GIVEN INFORMATION section start
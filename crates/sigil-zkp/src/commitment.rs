//! # Canonical Commitment Derivation
//!
//! Bridges an arbitrary 256-bit hash into the BN254 scalar field the
//! proving circuit works over:
//!
//! ```text
//! hi, lo   = digest[0..16], digest[16..32]
//! joined   = pad32(hi) ++ pad32(lo)           // 64 bytes, left zero-padded
//! h        = BLAKE3(joined)
//! c        = int_be(h) mod r                   // r = BN254 scalar modulus
//! render   = decimal(c)
//! ```
//!
//! Each half fits in a field element on its own, so the padded encoding is
//! the same pair of limbs a circuit would take as inputs. A decimal input
//! (`poseidonHash` / `zkPoseidonHash`) is already a field element; it is
//! reduced and rendered canonically, so `"007"` and `"7"` commit to the same
//! value.
//!
//! ## Security Invariant
//!
//! The decimal rendering is the only representation that crosses the wire
//! and the first public signal of every proof must equal it byte-for-byte.

use std::str::FromStr;

use ark_bn254::Fr;
use ark_ff::{BigInteger, PrimeField};
use num_bigint::BigUint;
use serde::{Deserialize, Serialize};
use sigil_core::ContentDigest;

use crate::error::ZkError;

/// How a commitment was derived, reported back in proof hints.
#[derive(Debug, Clone, Copy, PartialEq, Eq, Serialize, Deserialize)]
#[serde(rename_all = "kebab-case")]
pub enum Derivation {
    /// `payloadHashHex` → split128 → BLAKE3 → field.
    Split128Blake3,
    /// Decimal field element supplied directly.
    FieldElement,
}

/// A field element rendered as a canonical decimal string.
#[derive(Debug, Clone, PartialEq, Eq, Hash, Serialize, Deserialize)]
#[serde(transparent)]
pub struct FieldCommitment(String);

impl FieldCommitment {
    /// Render a field element canonically.
    pub fn from_field(value: Fr) -> Self {
        Self(BigUint::from(value.into_bigint()).to_string())
    }

    /// Parse a canonical decimal that must already be below the modulus.
    ///
    /// Used for public signals coming back from the wire, where a
    /// non-reduced value means tampering rather than a convenience input.
    pub fn parse_canonical(s: &str) -> Result<Self, ZkError> {
        let n = parse_decimal(s)?;
        if n >= BigUint::from(Fr::MODULUS) {
            return Err(ZkError::Input(format!(
                "public signal {s} is not reduced modulo the scalar field"
            )));
        }
        Ok(Self(n.to_string()))
    }

    /// The field element this commitment denotes.
    pub fn to_field(&self) -> Fr {
        // Invariant: the inner string is always a canonical decimal below r.
        BigUint::from_str(&self.0).map(Fr::from).unwrap_or_default()
    }

    pub fn as_str(&self) -> &str {
        &self.0
    }
}

impl std::fmt::Display for FieldCommitment {
    fn fmt(&self, f: &mut std::fmt::Formatter<'_>) -> std::fmt::Result {
        f.write_str(&self.0)
    }
}

/// Where a proof request's commitment comes from.
#[derive(Debug, Clone, PartialEq, Eq)]
pub enum CommitmentInput {
    /// A 64-hex-character payload hash.
    PayloadHash(ContentDigest),
    /// A decimal field element.
    Poseidon(String),
}

impl CommitmentInput {
    /// Pick the first non-empty input in precedence order:
    /// `payloadHashHex`, `poseidonHash`, `zkPoseidonHash`.
    pub fn from_fields(
        payload_hash_hex: Option<&str>,
        poseidon_hash: Option<&str>,
        zk_poseidon_hash: Option<&str>,
    ) -> Result<Self, ZkError> {
        if let Some(hex) = non_empty(payload_hash_hex) {
            let digest = ContentDigest::from_hex(hex)
                .map_err(|e| ZkError::Input(format!("payloadHashHex: {e}")))?;
            return Ok(Self::PayloadHash(digest));
        }
        if let Some(dec) = non_empty(poseidon_hash).or_else(|| non_empty(zk_poseidon_hash)) {
            return Ok(Self::Poseidon(dec.to_string()));
        }
        Err(ZkError::Input(
            "missing payloadHashHex, poseidonHash or zkPoseidonHash".into(),
        ))
    }

    /// Derive the canonical commitment.
    pub fn derive(&self) -> Result<(FieldCommitment, Derivation), ZkError> {
        match self {
            Self::PayloadHash(digest) => {
                Ok((commitment_from_digest(digest), Derivation::Split128Blake3))
            }
            Self::Poseidon(dec) => {
                let n = parse_decimal(dec)?;
                Ok((FieldCommitment::from_field(Fr::from(n)), Derivation::FieldElement))
            }
        }
    }
}

/// `split128 → pad → BLAKE3 → mod r` over a 256-bit digest.
pub fn commitment_from_digest(digest: &ContentDigest) -> FieldCommitment {
    let (hi, lo) = digest.as_bytes().split_at(16);
    let mut joined = [0u8; 64];
    joined[16..32].copy_from_slice(hi);
    joined[48..64].copy_from_slice(lo);
    let h = blake3::hash(&joined);
    FieldCommitment::from_field(Fr::from_be_bytes_mod_order(h.as_bytes()))
}

/// Big-endian 32-byte encoding of a commitment's field element.
pub fn commitment_bytes(c: &FieldCommitment) -> [u8; 32] {
    let bytes = c.to_field().into_bigint().to_bytes_be();
    let mut out = [0u8; 32];
    out[32 - bytes.len()..].copy_from_slice(&bytes);
    out
}

fn non_empty(v: Option<&str>) -> Option<&str> {
    v.map(str::trim).filter(|s| !s.is_empty())
}

fn parse_decimal(s: &str) -> Result<BigUint, ZkError> {
    let s = s.trim();
    if s.is_empty() || !s.bytes().all(|b| b.is_ascii_digit()) {
        return Err(ZkError::Input(format!(
            "field element must be a non-negative decimal, got {s:?}"
        )));
    }
    BigUint::from_str(s).map_err(|e| ZkError::Input(format!("invalid decimal: {e}")))
}

#[cfg(test)]
mod tests {
    use super::*;
    use sigil_core::sha256_bytes;

    #[test]
    fn small_decimals_are_identity() {
        for s in ["0", "1", "2", "12345"] {
            let (c, d) = CommitmentInput::Poseidon(s.into()).derive().unwrap();
            assert_eq!(c.as_str(), s);
            assert_eq!(d, Derivation::FieldElement);
        }
    }

    #[test]
    fn leading_zeros_are_normalized() {
        let (c, _) = CommitmentInput::Poseidon("0007".into()).derive().unwrap();
        assert_eq!(c.as_str(), "7");
    }

    #[test]
    fn values_above_modulus_are_reduced() {
        let r = BigUint::from(Fr::MODULUS);
        let over = (&r + 5u32).to_string();
        let (c, _) = CommitmentInput::Poseidon(over.clone()).derive().unwrap();
        assert_eq!(c.as_str(), "5");
        assert!(FieldCommitment::parse_canonical(&over).is_err());
    }

    #[test]
    fn rejects_non_decimal() {
        for bad in ["-1", "0x10", "1.5", "abc"] {
            assert!(CommitmentInput::Poseidon(bad.into()).derive().is_err(), "{bad}");
        }
    }

    #[test]
    fn payload_hash_derivation_is_deterministic_and_in_field() {
        let digest = sha256_bytes(b"sigil payload");
        let a = commitment_from_digest(&digest);
        let b = commitment_from_digest(&digest);
        assert_eq!(a, b);
        let n = BigUint::from_str(a.as_str()).unwrap();
        assert!(n < BigUint::from(Fr::MODULUS));
    }

    #[test]
    fn payload_hash_matches_manual_split_pad_hash() {
        let digest = sha256_bytes(b"abc");
        let mut joined = Vec::with_capacity(64);
        joined.extend_from_slice(&[0u8; 16]);
        joined.extend_from_slice(&digest.as_bytes()[..16]);
        joined.extend_from_slice(&[0u8; 16]);
        joined.extend_from_slice(&digest.as_bytes()[16..]);
        let h = blake3::hash(&joined);
        let expected = BigUint::from_bytes_be(h.as_bytes()) % BigUint::from(Fr::MODULUS);
        assert_eq!(commitment_from_digest(&digest).as_str(), expected.to_string());
    }

    #[test]
    fn swapping_halves_changes_commitment() {
        let digest = sha256_bytes(b"x");
        let mut swapped = [0u8; 32];
        swapped[..16].copy_from_slice(&digest.as_bytes()[16..]);
        swapped[16..].copy_from_slice(&digest.as_bytes()[..16]);
        assert_ne!(
            commitment_from_digest(&digest),
            commitment_from_digest(&ContentDigest::from_bytes(swapped))
        );
    }

    #[test]
    fn field_precedence() {
        let hex = sha256_bytes(b"p").to_hex();
        let input = CommitmentInput::from_fields(Some(&hex), Some("1"), Some("2")).unwrap();
        assert!(matches!(input, CommitmentInput::PayloadHash(_)));
        let input = CommitmentInput::from_fields(Some(""), None, Some("2")).unwrap();
        assert_eq!(input, CommitmentInput::Poseidon("2".into()));
        assert!(CommitmentInput::from_fields(None, Some("  "), None).is_err());
    }

    #[test]
    fn commitment_bytes_are_big_endian() {
        let c = FieldCommitment::from_field(Fr::from(258u64));
        let bytes = commitment_bytes(&c);
        assert_eq!(&bytes[30..], &[1, 2]);
        assert!(bytes[..30].iter().all(|b| *b == 0));
    }

    proptest::proptest! {
        #[test]
        fn canonical_rendering_is_a_fixed_point(bytes in proptest::collection::vec(proptest::prelude::any::<u8>(), 32)) {
            let mut arr = [0u8; 32];
            arr.copy_from_slice(&bytes);
            let c = commitment_from_digest(&ContentDigest::from_bytes(arr));
            let again = FieldCommitment::parse_canonical(c.as_str()).unwrap();
            proptest::prop_assert_eq!(&again, &c);
            let (rederived, _) = CommitmentInput::Poseidon(c.as_str().into()).derive().unwrap();
            proptest::prop_assert_eq!(rederived, c);
        }
    }
}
GIVEN INFORMATION section end
**ASSIGNED TASK:** Retype the listing from its first line onward, stopping after the line that contains "use crate::error::ZkError;" has been retyped in full.

**YOUR RESPONSE:**
filename crates/sigil-zkp/src/commitment.rs
//! # Canonical Commitment Derivation
//!
//! Bridges an arbitrary 256-bit hash into the BN254 scalar field the
//! proving circuit works over:
//!
//! ```text
//! hi, lo   = digest[0..16], digest[16..32]
//! joined   = pad32(hi) ++ pad32(lo)           // 64 bytes, left zero-padded
//! h        = BLAKE3(joined)
//! c        = int_be(h) mod r                   // r = BN254 scalar modulus
//! render   = decimal(c)
//! ```
//!
//! Each half fits in a field element on its own, so the padded encoding is
//! the same pair of limbs a circuit would take as inputs. A decimal input
//! (`poseidonHash` / `zkPoseidonHash`) is already a field element; it is
//! reduced and rendered canonically, so `"007"` and `"7"` commit to the same
//! value.
//!
//! ## Security Invariant
//!
//! The decimal rendering is the only representation that crosses the wire
//! and the first public signal of every proof must equal it byte-for-byte.

use std::str::FromStr;

use ark_bn254::Fr;
use ark_ff::{BigInteger, PrimeField};
use num_bigint::BigUint;
use serde::{Deserialize, Serialize};
use sigil_core::ContentDigest;

use crate::error::ZkError;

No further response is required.